It is significant that the testator did not
say in the will that the daughter will enjoy only the properties left
indisposed of by the widow. The extent of the grant, so far as the properties
mentioned in the schedule are concerned, to the daughter and the widow is the
same. Just as the widow was directed to enjoy tile entire properties mentioned
in the schedule during her lifetime in like manner the daughter and her heirs
were also directed to enjoy the same properties with absolute rights from
generation to generation. They could not enjoy the same properties in the
manner directed if the widow had a full Hindu widow's estate and had the power
for any purpose to dispose of them and did so. If that was the intention, the testator
would clearly have said that the daughter would only take the properties
remaining after the death of the widow.
The widow cannot be held to have been given a
full Hindu widow's estate under the will unless it can be said that under its
terms she was given the power of alienation for necessary purposes, whether in
express terms or by necessary implication. As above pointed out, admittedly
power of alienation in express terms was not conferred on her. It was argued
854 that such a power was implicit within the acts she was authorized to do,
that is to say, when she was directed to pay the debts and settle the
maintenance of Ramalakshmi it was implicit within these directions that for
these purposes, if necessity arose, she could alienate the properties. This
suggestion in the surrounding circumstances attending the execution of this
will cannot be sustained. The properties disposed of by the will and mentioned
in the schedule were considerable in extent and it seems that they fetched
sufficient income to enable the widow to fulfill the obligations under the
will. Indeed we find that within four years of the death of the testator the
widow was able to pay a lump sum of Rs. 3,350 in cash to the daughter-in-law
without alienating any part of the immovable properties and presumably by this
time she had discharged all the debts. It is not shown that she alienated a
single item of immovable property till the year 1945, a period of over 21 years
after the death of her husband, excepting one, which she alienated in the year
1937 to raise a sum of Rs.
1,000 in order to buy some land.
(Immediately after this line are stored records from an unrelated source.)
//! Per-function analysis driver.
//!
//! [`FunctionAnalysis::run`] chains the analyses of one function in their fixed order
//! and hands back the owned results. [`analyze_functions`] does the same for many
//! independent functions on the rayon thread pool.

use log::debug;
use rayon::prelude::*;

use crate::{
    analysis::cfg::{record_join_edges, ControlFlowGraph, LoopForest},
    config::AnalysisConfig,
    utils::graph::algorithms::{
        record_tree_edges, DominanceDirection, DominanceEngine, DominatorTree,
    },
    Result,
};

/// Dominance and loop results of one function.
///
/// The results own their data, so the function's graph can be mutated again once the
/// analysis returns. Any structural change makes them stale; run the analysis again.
#[derive(Debug, Clone)]
pub struct FunctionAnalysis {
    dominators: DominatorTree,
    post_dominators: DominatorTree,
    loops: LoopForest,
}

impl FunctionAnalysis {
    /// Analyses one function.
    ///
    /// Stages, in order:
    /// 1. dominators and post-dominators over the full control flow view
    /// 2. recording of the tree edges, if enabled
    /// 3. the loop forest
    /// 4. recording of the join edges, if enabled
    /// 5. control dependences and feedback edge splitting, if enabled
    /// 6. loop forest verification, if enabled
    ///
    /// # Errors
    ///
    /// Fails with the first error of any stage. A block unreachable from ENTRY makes
    /// the graph malformed; call [`ControlFlowGraph::finalize`] before analysing.
    pub fn run(cfg: &mut ControlFlowGraph, config: &AnalysisConfig) -> Result<Self> {
        let entry = cfg.entry();
        let exit = cfg.exit();

        let (dominators, post_dominators, loops) = {
            let view = cfg.full_cfg_view();

            let mut engine = DominanceEngine::new(&view, entry, exit)?;
            engine.compute(DominanceDirection::Dominators)?;
            let dominators = engine.into_tree()?;

            let mut engine = DominanceEngine::new(&view, entry, exit)?;
            engine.compute(DominanceDirection::PostDominators)?;
            let post_dominators = engine.into_tree()?;

            let loops = LoopForest::new(&view, entry, &dominators, &post_dominators)?;
            (dominators, post_dominators, loops)
        };

        if config.record_tree_edges {
            record_tree_edges(cfg.graph_mut(), &dominators)?;
            record_tree_edges(cfg.graph_mut(), &post_dominators)?;
        }
        if config.record_join_edges {
            record_join_edges(cfg.graph_mut(), &loops)?;
        }
        if config.compute_control_dependences {
            cfg.compute_control_dependences(&post_dominators)?;
        }
        if config.split_feedback_edges {
            cfg.split_feedback_edges(&loops)?;
        }
        if config.verify_loops {
            loops.verify()?;
        }

        debug!(
            "Analysed function with {} blocks: {} loops",
            cfg.block_count(),
            loops.len() - 1
        );

        Ok(FunctionAnalysis {
            dominators,
            post_dominators,
            loops,
        })
    }

    /// Returns the dominator tree.
    #[must_use]
    pub fn dominators(&self) -> &DominatorTree {
        &self.dominators
    }

    /// Returns the post-dominator tree.
    #[must_use]
    pub fn post_dominators(&self) -> &DominatorTree {
        &self.post_dominators
    }

    /// Returns the loop nesting forest.
    #[must_use]
    pub fn loops(&self) -> &LoopForest {
        &self.loops
    }

    /// Splits the analysis into its parts.
    #[must_use]
    pub fn into_parts(self) -> (DominatorTree, DominatorTree, LoopForest) {
        (self.dominators, self.post_dominators, self.loops)
    }
}

/// Analyses independent functions in parallel.
///
/// Each function is analysed on its own, so one malformed function does not affect the
/// others. Results come back in input order.
pub fn analyze_functions(
    functions: &mut [ControlFlowGraph],
    config: &AnalysisConfig,
) -> Vec<Result<FunctionAnalysis>> {
    functions
        .par_iter_mut()
        .map(|cfg| FunctionAnalysis::run(cfg, config))
        .collect()
}

#[cfg(test)]
mod tests {
    use super::*;
    use crate::{
        analysis::cfg::{CfgEdgeKind, LoopId},
        utils::graph::{Selector, Successors},
        Error,
    };

    /// entry -> h, h -> h, h -> exit
    fn self_loop() -> ControlFlowGraph {
        let mut cfg = ControlFlowGraph::new();
        let h = cfg.add_block(2).unwrap();
        cfg.add_unconditional_edge(cfg.entry(), h).unwrap();
        cfg.add_edge(h, h, CfgEdgeKind::ConditionalTrue).unwrap();
        cfg.add_edge(h, cfg.exit(), CfgEdgeKind::ConditionalFalse)
            .unwrap();
        cfg
    }

    #[test]
    fn test_run_records_requested_selectors() {
        let mut cfg = self_loop();
        let analysis = FunctionAnalysis::run(&mut cfg, &AnalysisConfig::default()).unwrap();

        assert_eq!(analysis.loops().len(), 2);
        let h = cfg.node(2).unwrap();
        assert_eq!(analysis.dominators().immediate_dominator(h), Some(cfg.entry()));
        assert_eq!(analysis.post_dominators().immediate_dominator(h), Some(cfg.exit()));

        assert!(cfg.view(Selector::DOMINATOR).edge_count() > 0);
        assert!(cfg.view(Selector::POST_DOMINATOR).edge_count() > 0);
        let dj = cfg.view(Selector::DJ);
        assert!(dj.successors(h).any(|s| s == h));
    }

    #[test]
    fn test_run_minimal_leaves_graph_untouched() {
        let mut cfg = self_loop();
        let edges = cfg.graph().edge_count();
        FunctionAnalysis::run(&mut cfg, &AnalysisConfig::minimal()).unwrap();
        assert_eq!(cfg.graph().edge_count(), edges);
        assert_eq!(cfg.view(Selector::DJ).edge_count(), 0);
    }

    #[test]
    fn test_run_full_splits_feedback() {
        let mut cfg = self_loop();
        let analysis = FunctionAnalysis::run(&mut cfg, &AnalysisConfig::full()).unwrap();
        let h = cfg.node(2).unwrap();

        assert_eq!(cfg.view(Selector::FEEDBACK_CFG).edge_count(), 1);
        assert!(!cfg.cfg_view().successors(h).any(|s| s == h));
        assert!(cfg.view(Selector::CDG).successors(h).any(|s| s == h));
        let lp = analysis.loops().loop_by_id(LoopId::new(1)).unwrap();
        assert_eq!(lp.header(), Some(h));
    }

    #[test]
    fn test_run_rejects_unreachable_block() {
        let mut cfg = self_loop();
        let a = cfg.add_block(3).unwrap();
        let b = cfg.add_block(4).unwrap();
        cfg.add_unconditional_edge(a, b).unwrap();
        cfg.add_unconditional_edge(b, a).unwrap();
        assert!(matches!(
            FunctionAnalysis::run(&mut cfg, &AnalysisConfig::default()),
            Err(Error::MalformedGraph { .. })
        ));
    }

    #[test]
    fn test_analyze_functions_in_parallel() {
        let mut functions: Vec<ControlFlowGraph> = (0..8)
            .map(|i| if i % 2 == 0 { self_loop() } else { ControlFlowGraph::new() })
            .collect();
        let results = analyze_functions(&mut functions, &AnalysisConfig::default());

        assert_eq!(results.len(), 8);
        for (i, result) in results.iter().enumerate() {
            let expected = if i % 2 == 0 { 2 } else { 1 };
            assert_eq!(result.as_ref().unwrap().loops().len(), expected);
        }
    }
}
By this
transaction she substituted one property by another. For the purpose of her
maintenance, for payment of debts etc., and for settling the claim of the
daughter-in-law she does not appear to have felt any necessity to make any
alienation of any part of the estate mentioned in the schedule and the testator
in all likelihood knew that she could fulfil these obligations without having
recourse to alienations and hence he did not give her any power to do so. In
this situation the inference that the testator must have of necessity intended
to confer on the widow power of alienation for those limited purposes cannot be
raised. In our opinion, even if that suggestion is accepted that for the
limited purposes mentioned in the will the widow could alienate, this power
would fall far short of the powers that a Hindu widow enjoys under Hindu law.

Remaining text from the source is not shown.